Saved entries
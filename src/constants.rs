//! Protocol constants: primitive output sizes, wire bounds and field names.

/// Length of the random salt stored alongside the verifier digest.
pub const SALT_LEN: usize = 4;

/// Output length of the fast key-derivation hash.
pub const FAST_HASH_LEN: usize = 16;

/// Output length of the digest embedded in the stored verifier.
pub const VERIFY_DIGEST_LEN: usize = 20;

/// Output length of the transcript-binding digest.
pub const BIND_DIGEST_LEN: usize = 32;

/// Length of a stored salted verifier: salt followed by the verifier digest.
pub const VERIFIER_LEN: usize = SALT_LEN + VERIFY_DIGEST_LEN;

/// Block length of the cipher used for challenges and confirmations.
pub const BLOCK_LEN: usize = 16;

/// Number of random bytes behind the printable server nonce.
pub const SERVER_NONCE_LEN: usize = 16;

/// Tag identifying the hash family used for key derivation, sent to the
/// client in the step-1 reply so future derivations can coexist on the wire.
pub const HASH_TYPE: u32 = 1;

/// Maximum accepted username length in bytes, after base64 decoding.
pub const MAX_USERNAME_LEN: usize = 255;

/// Maximum accepted plaintext nonce length in bytes, after decryption.
pub const MAX_NONCE_LEN: usize = 64;

/// Maximum decoded length of any base64 wire field.
pub const MAX_FIELD_LEN: usize = 256;

/// Maximum accepted length of a whole wire message.
pub const MAX_MESSAGE_LEN: usize = 4096;

/// Wire field: username, raw or base64-encoded.
pub const FIELD_USERNAME: &str = "username";

/// Wire field: directory-assigned identity alias, overrides the lookup key.
pub const FIELD_USERID: &str = "userid";

/// Wire field: base64 salt (step-1 reply).
pub const FIELD_SALT: &str = "salt";

/// Wire field: base64 encrypted server nonce (step-1 reply).
pub const FIELD_CHALLENGE: &str = "challenge";

/// Wire field: decimal hash-family tag (step-1 reply).
pub const FIELD_HASHTYPE: &str = "hashtype";

/// Wire field: base64 transcript-binding response (step-2 request).
pub const FIELD_RESPONSE: &str = "response";

/// Wire field: base64 encrypted peer nonce (step-2 request).
pub const FIELD_PEER_CHALLENGE: &str = "peerchallenge";

/// Wire field: base64 encrypted replay counter (step-2 request and reply).
pub const FIELD_NONCE: &str = "nonce";
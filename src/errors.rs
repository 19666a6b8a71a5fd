use alloc::string::String;
use core::{error, fmt};

/// Errors that can occur during the exchange.
///
/// Every variant aborts the current exchange; none is recovered from
/// transparently. Callers forwarding a failure to the remote client should
/// send a uniform rejection rather than the variant itself, so that the
/// client cannot distinguish a parse failure from a credential mismatch.
#[non_exhaustive]
#[derive(Clone, Debug, PartialEq, Eq)]
pub enum Error {
    /// A wire field was missing, malformed, out of bounds or failed base64
    /// decoding. Carries the name of the offending field.
    Parse(&'static str),
    /// A step was invoked out of sequence for the session's current state.
    Protocol,
    /// Credential material supplied by the store was absent or had an
    /// inconsistent length. Distinct from [`Error::AuthMismatch`] so that
    /// telemetry can tell a broken store from a wrong credential.
    Config(String),
    /// A ciphertext had an invalid length or decrypted to garbage.
    Crypto,
    /// The transcript-binding response did not match the expected value.
    AuthMismatch,
}

impl fmt::Display for Error {
    fn fmt(&self, f: &mut fmt::Formatter<'_>) -> fmt::Result {
        match self {
            Error::Parse(field) => write!(f, "malformed or missing '{field}' field"),
            Error::Protocol => f.write_str("step invoked out of sequence"),
            Error::Config(what) => write!(f, "invalid credential material: {what}"),
            Error::Crypto => f.write_str("cipher operation failed"),
            Error::AuthMismatch => f.write_str("authentication failed"),
        }
    }
}

impl error::Error for Error {}

/// Result type for the whole crate.
pub type Result<T> = core::result::Result<T, Error>;
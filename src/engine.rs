//! The two-step protocol engine.
//!
//! [`step1`] consumes the client's identification message and produces the
//! encrypted server challenge; [`step2`] verifies the client's
//! transcript-binding response and produces the freshness-bound
//! confirmation. Both steps gate strictly on the session's current
//! [`Step`](crate::Step): an out-of-sequence call returns
//! [`Error::Protocol`] without touching the context.
//!
//! Ordering inside each step matters and is part of the wire format; the
//! exact derivation formulas are spelled out on the helpers below.

use alloc::string::String;
use alloc::vec::Vec;
use rand_core::CryptoRngCore;
use subtle::ConstantTimeEq;
use zeroize::Zeroize;

use crate::constants::{
    BIND_DIGEST_LEN, BLOCK_LEN, FAST_HASH_LEN, FIELD_CHALLENGE, FIELD_HASHTYPE, FIELD_NONCE,
    FIELD_PEER_CHALLENGE, FIELD_RESPONSE, FIELD_SALT, HASH_TYPE, MAX_NONCE_LEN, SALT_LEN,
    SERVER_NONCE_LEN,
};
use crate::errors::{Error, Result};
use crate::primitives::{bind_digest, decrypt_cbc, encrypt_cbc, fast_hash};
use crate::session::{SessionContext, Step};
use crate::utils::generate_printable;
use crate::wire::{decode_base64, encode_base64, format, username_field, Message};

/// IV for the challenge cipher: `salt ∥ verifier_fast_hash[0..12]`.
fn challenge_iv(salt: &[u8; SALT_LEN], vfh: &[u8; FAST_HASH_LEN]) -> [u8; BLOCK_LEN] {
    let mut iv = [0u8; BLOCK_LEN];
    iv[..SALT_LEN].copy_from_slice(salt);
    iv[SALT_LEN..].copy_from_slice(&vfh[..BLOCK_LEN - SALT_LEN]);
    iv
}

/// Encrypt a printable ASCII value with its NUL terminator appended.
fn seal_terminated(
    key: &[u8; BLOCK_LEN],
    iv: &[u8; BLOCK_LEN],
    value: &[u8],
) -> Result<Vec<u8>> {
    let mut plaintext = Vec::with_capacity(value.len() + 1);
    plaintext.extend_from_slice(value);
    plaintext.push(0);
    let ciphertext = encrypt_cbc(key, iv, &plaintext);
    plaintext.zeroize();
    ciphertext
}

/// Decrypt a NUL-terminated printable ASCII value (graphic characters and
/// space) of at most `max_len` bytes. A missing terminator, an empty body,
/// or a non-printable byte before the terminator all mean the wrong key or
/// a tampered ciphertext. The decrypted buffer is wiped on every path.
fn open_terminated(
    key: &[u8; BLOCK_LEN],
    iv: &[u8; BLOCK_LEN],
    ciphertext: &[u8],
    max_len: usize,
) -> Result<String> {
    let mut plaintext = decrypt_cbc(key, iv, ciphertext)?;
    let value = match plaintext.iter().position(|&b| b == 0) {
        Some(end) => {
            let body = &plaintext[..end];
            if body.is_empty()
                || body.len() > max_len
                || !body.iter().all(|&b| b.is_ascii_graphic() || b == b' ')
            {
                Err(Error::Crypto)
            } else {
                // Printable ASCII, so the conversion cannot fail.
                String::from_utf8(body.to_vec()).map_err(|_| Error::Crypto)
            }
        }
        None => Err(Error::Crypto),
    };
    plaintext.zeroize();
    value
}

/// Process the client's step-1 message.
///
/// Parses the claimed username, derives the fast hash of the stored
/// verifier, generates a fresh server nonce and replies with
/// `salt=…;challenge=…;hashtype=…`, where the challenge is the nonce
/// encrypted under `key = fast_hash(salted_verifier)` and
/// `iv = salt ∥ key[0..12]`.
///
/// The context is only mutated once every fallible operation has
/// succeeded, so a parse failure leaves the session replayable with a
/// corrected message.
pub fn step1<CSPRNG>(
    ctx: &mut SessionContext,
    rng: &mut CSPRNG,
    input: &str,
) -> Result<String>
where
    CSPRNG: CryptoRngCore,
{
    if ctx.step != Step::Init {
        return Err(Error::Protocol);
    }

    let msg = Message::parse(input)?;
    let username = username_field(&msg)?;

    let vfh = fast_hash(&ctx.salted_verifier);
    let iv = challenge_iv(&ctx.salt, &vfh);
    let server_nonce = generate_printable::<_, SERVER_NONCE_LEN>(rng);
    let encrypted = seal_terminated(&vfh, &iv, server_nonce.as_bytes())?;

    let reply = format(&[
        (FIELD_SALT, &encode_base64(&ctx.salt)),
        (FIELD_CHALLENGE, &encode_base64(&encrypted)),
        (FIELD_HASHTYPE, itoa(HASH_TYPE).as_str()),
    ]);

    ctx.username = Some(username);
    ctx.verifier_fast_hash = Some(vfh);
    ctx.server_nonce = Some(server_nonce);
    ctx.encrypted_server_nonce = encrypted;
    ctx.step = Step::AwaitingResponse;

    Ok(reply)
}

/// Process the client's step-2 message.
///
/// Decrypts the peer challenge back to the peer nonce, derives the session
/// key as `fast_hash(server_nonce ∥ peer_nonce ∥ verifier_fast_hash)`,
/// checks the transcript binding
/// `bind_digest(server_nonce ∥ peer_nonce ∥ salted_verifier)` against the
/// client's response in constant time, and replies with the client's replay
/// counter plus one, encrypted under the session key with an all-zero IV.
///
/// A binding mismatch or a cipher failure moves the session to
/// [`Step::Failed`]; a parse failure leaves it untouched.
pub fn step2(ctx: &mut SessionContext, input: &str) -> Result<String> {
    if ctx.step != Step::AwaitingResponse {
        return Err(Error::Protocol);
    }

    let msg = Message::parse(input)?;
    let response = decode_base64(FIELD_RESPONSE, msg.require(FIELD_RESPONSE)?)?;
    if response.len() != BIND_DIGEST_LEN {
        return Err(Error::Parse(FIELD_RESPONSE));
    }
    let peer_challenge = decode_base64(FIELD_PEER_CHALLENGE, msg.require(FIELD_PEER_CHALLENGE)?)?;
    let counter_ct = decode_base64(FIELD_NONCE, msg.require(FIELD_NONCE)?)?;

    // Step gating guarantees these were set in step 1.
    let (vfh, server_nonce) = match (&ctx.verifier_fast_hash, &ctx.server_nonce) {
        (Some(vfh), Some(nonce)) => (*vfh, nonce.clone()),
        _ => return Err(Error::Protocol),
    };

    let iv = challenge_iv(&ctx.salt, &vfh);
    let peer_nonce = match open_terminated(&vfh, &iv, &peer_challenge, MAX_NONCE_LEN) {
        Ok(nonce) => nonce,
        Err(e) => {
            ctx.fail();
            return Err(e);
        }
    };

    // Session key is derived exactly once per exchange, right here.
    let mut ikm = Vec::with_capacity(server_nonce.len() + peer_nonce.len() + FAST_HASH_LEN);
    ikm.extend_from_slice(server_nonce.as_bytes());
    ikm.extend_from_slice(peer_nonce.as_bytes());
    ikm.extend_from_slice(&vfh);
    let mut session_key = fast_hash(&ikm);
    ikm.zeroize();

    let mut transcript =
        Vec::with_capacity(server_nonce.len() + peer_nonce.len() + ctx.salted_verifier.len());
    transcript.extend_from_slice(server_nonce.as_bytes());
    transcript.extend_from_slice(peer_nonce.as_bytes());
    transcript.extend_from_slice(&ctx.salted_verifier);
    let expected = bind_digest(&transcript);
    transcript.zeroize();

    if expected[..].ct_eq(&response[..]).unwrap_u8() != 1 {
        session_key.zeroize();
        ctx.fail();
        return Err(Error::AuthMismatch);
    }

    let zero_iv = [0u8; BLOCK_LEN];
    let counter = match open_terminated(&session_key, &zero_iv, &counter_ct, 10)
        .ok()
        .and_then(|s| s.parse::<u32>().ok())
    {
        Some(counter) => counter,
        None => {
            session_key.zeroize();
            ctx.fail();
            return Err(Error::Crypto);
        }
    };

    let confirmation = itoa(counter.wrapping_add(1));
    let encrypted = match seal_terminated(&session_key, &zero_iv, confirmation.as_bytes()) {
        Ok(ct) => ct,
        Err(e) => {
            session_key.zeroize();
            ctx.fail();
            return Err(e);
        }
    };

    let reply = format(&[(FIELD_NONCE, &encode_base64(&encrypted))]);

    ctx.peer_nonce = Some(peer_nonce);
    ctx.session_key = Some(session_key);
    ctx.replay_counter = counter;
    ctx.step = Step::Complete;

    Ok(reply)
}

/// Decimal rendering without pulling in formatting machinery at call sites.
fn itoa(value: u32) -> String {
    alloc::format!("{value}")
}
impl<K, V> PrimitiveHashMap<K, V, DefaultHashBuilder>
where
    K: PrimitiveKey,
{
    /// Creates an empty map using the default hasher builder.
    ///
    /// # Examples
    ///
    /// ```rust
    /// use prim_hash::PrimitiveHashMap;
    ///
    /// let map: PrimitiveHashMap<u32, String> = PrimitiveHashMap::new();
    /// assert!(map.is_empty());
    /// ```
    pub fn new() -> Self {
        Self::with_hasher(DefaultHashBuilder::default())
    }

    /// Creates an empty map able to hold `capacity` entries without growing.
    ///
    /// # Examples
    ///
    /// ```rust
    /// use prim_hash::PrimitiveHashMap;
    ///
    /// let map: PrimitiveHashMap<u32, String> = PrimitiveHashMap::with_capacity(100);
    /// assert!(map.capacity() >= 100);
    /// ```
    pub fn with_capacity(capacity: usize) -> Self {
        Self::with_capacity_and_hasher(capacity, DefaultHashBuilder::default())
    }
}
use core::fmt::Debug;
use core::hash::Hash;

/// A key type that can be stored unboxed in a
/// [`PrimitiveHashMap`](crate::PrimitiveHashMap).
///
/// The zero representation ([`PrimitiveKey::EMPTY`]) doubles as the vacancy
/// marker of regular slots. The map still accepts it as a key: it lives in a
/// dedicated slot past the end of the probe range.
pub trait PrimitiveKey: Copy + Eq + Hash + Debug {
    /// The zero value of the type, marking vacant slots.
    const EMPTY: Self;

    /// Returns `true` if this is the zero key.
    #[inline(always)]
    fn is_empty_key(self) -> bool {
        self == Self::EMPTY
    }
}

macro_rules! impl_primitive_key {
    ($($ty:ty),* $(,)?) => {
        $(
            impl PrimitiveKey for $ty {
                const EMPTY: Self = 0;
            }
        )*
    };
}

impl_primitive_key!(u8, u16, u32, u64, u128, usize, i8, i16, i32, i64, i128, isize);

impl PrimitiveKey for char {
    const EMPTY: Self = '\0';
}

WORK TO BE COMPLETED
Look above for the line with "set in step 1." and the line with "let confirmation = itoa(counter.wrapping_add(1));". Write out those two lines and all the lines between them, exactly, and no others.

TASK RESPONSE
    // Step gating guarantees these were set in step 1.
    let (vfh, server_nonce) = match (&ctx.verifier_fast_hash, &ctx.server_nonce) {
        (Some(vfh), Some(nonce)) => (*vfh, nonce.clone()),
        _ => return Err(Error::Protocol),
    };

    let iv = challenge_iv(&ctx.salt, &vfh);
    let peer_nonce = match open_terminated(&vfh, &iv, &peer_challenge, MAX_NONCE_LEN) {
        Ok(nonce) => nonce,
        Err(e) => {
            ctx.fail();
            return Err(e);
        }
    };

    // Session key is derived exactly once per exchange, right here.
    let mut ikm = Vec::with_capacity(server_nonce.len() + peer_nonce.len() + FAST_HASH_LEN);
    ikm.extend_from_slice(server_nonce.as_bytes());
    ikm.extend_from_slice(peer_nonce.as_bytes());
    ikm.extend_from_slice(&vfh);
    let mut session_key = fast_hash(&ikm);
    ikm.zeroize();

    let mut transcript =
        Vec::with_capacity(server_nonce.len() + peer_nonce.len() + ctx.salted_verifier.len());
    transcript.extend_from_slice(server_nonce.as_bytes());
    transcript.extend_from_slice(peer_nonce.as_bytes());
    transcript.extend_from_slice(&ctx.salted_verifier);
    let expected = bind_digest(&transcript);
    transcript.zeroize();

    if expected[..].ct_eq(&response[..]).unwrap_u8() != 1 {
        session_key.zeroize();
        ctx.fail();
        return Err(Error::AuthMismatch);
    }

    let zero_iv = [0u8; BLOCK_LEN];
    let counter = match open_terminated(&session_key, &zero_iv, &counter_ct, 10)
        .ok()
        .and_then(|s| s.parse::<u32>().ok())
    {
        Some(counter) => counter,
        None => {
            session_key.zeroize();
            ctx.fail();
            return Err(Error::Crypto);
        }
    };

    let confirmation = itoa(counter.wrapping_add(1));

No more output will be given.